Pénurie d’enseignants
La profession d’enseignant peine de plus en plus à se montrer attractive. Les faibles salaires qu’elle offre et des conditions de travail souvent difficiles (mutations absurdes, réformes successives et contradictoires, etc.) lui donnent une image repoussante auprès des jeunes diplômés. Cette évolution est le symptôme d’une déconsidération du métier de professeur au sein de la société.
La rentrée scolaire s’annonce difficile : d’après Midi Libre, « au niveau national, ce sont environ 17 % des postes qui ne sont pas pourvus dans les premier et second degrés.
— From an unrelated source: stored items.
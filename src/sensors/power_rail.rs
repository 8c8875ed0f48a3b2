//! INA226 bus voltage / shunt current monitor, one instance per rail.

use crate::app::ports::{PowerMonitorSource, SensorPort};
use crate::config::INTERVAL_POWER_MS;
use crate::sensors::{FaultLatch, Rail, Reading, Sample, SensorKind};
use crate::time::{IntervalTimer, Millis};

pub struct PowerRailSensor<S> {
    source: S,
    rail: Rail,
    available: bool,
    timer: IntervalTimer,
    fault: FaultLatch,
}

impl<S: PowerMonitorSource> PowerRailSensor<S> {
    pub fn new(source: S, rail: Rail) -> Self {
        Self::with_interval(source, rail, INTERVAL_POWER_MS)
    }

    pub fn with_interval(mut source: S, rail: Rail, interval_ms: u32) -> Self {
        let available = source.probe();
        Self {
            source,
            rail,
            available,
            timer: IntervalTimer::new(interval_ms),
            fault: FaultLatch::default(),
        }
    }

    pub fn rail(&self) -> Rail {
        self.rail
    }

    /// The last sampling attempt failed.
    pub fn is_failing(&self) -> bool {
        self.fault.is_failing()
    }
}

impl<S: PowerMonitorSource> SensorPort for PowerRailSensor<S> {
    fn kind(&self) -> SensorKind {
        match self.rail {
            Rail::V12 => SensorKind::Rail12v,
            Rail::V5 => SensorKind::Rail5v,
        }
    }

    fn is_available(&self) -> bool {
        self.available
    }

    fn poll(&mut self, now: Millis) -> Option<Reading> {
        if !self.timer.ready(now) {
            return None;
        }
        let name = self.kind().name();
        let m = match self.source.measure() {
            Ok(v) => v,
            Err(e) => {
                self.fault.fail(name, e);
                return None;
            }
        };
        self.fault.clear(name);
        Some(Reading::new(
            0,
            Sample::Rail {
                rail: self.rail,
                bus_voltage: m.bus_voltage,
                current_a: m.current_a,
                power_w: m.power_w,
            },
            true,
            now,
        ))
    }
}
Autant de postes ouverts aux contractuels1 ». En réalité, la pénurie de personnels n’est pas propre à l’éducation : pénurie de soignants dans la santé, difficultés des restaurateurs pour trouver du personnel qualifié, pénurie de chauffeurs de bus scolaires… un grand nombre de secteurs sont concernés.
Le taux de chômage de la France est de 7, 1 % (Insee) au second trimestre 2022. Il n’a jamais été aussi bas en presque dix ans, le précédent record (6, 9 %) se situant juste avant la crise financière de 2008. Dans ces conditions, le cliché selon lequel la France serait un pays de fainéants tombe : les gens n’ont pas cessé de travailler pour profiter des allocations chômage, ils ont simplement changé de secteur. De nombreux indicateurs confirment cette intuition, comme le taux historiquement élevé de démission (plus de 500 000 au premier trimestre 20222, un taux qui n’avait pas été atteint depuis 2008) tandis que le taux d’emploi est en légère hausse.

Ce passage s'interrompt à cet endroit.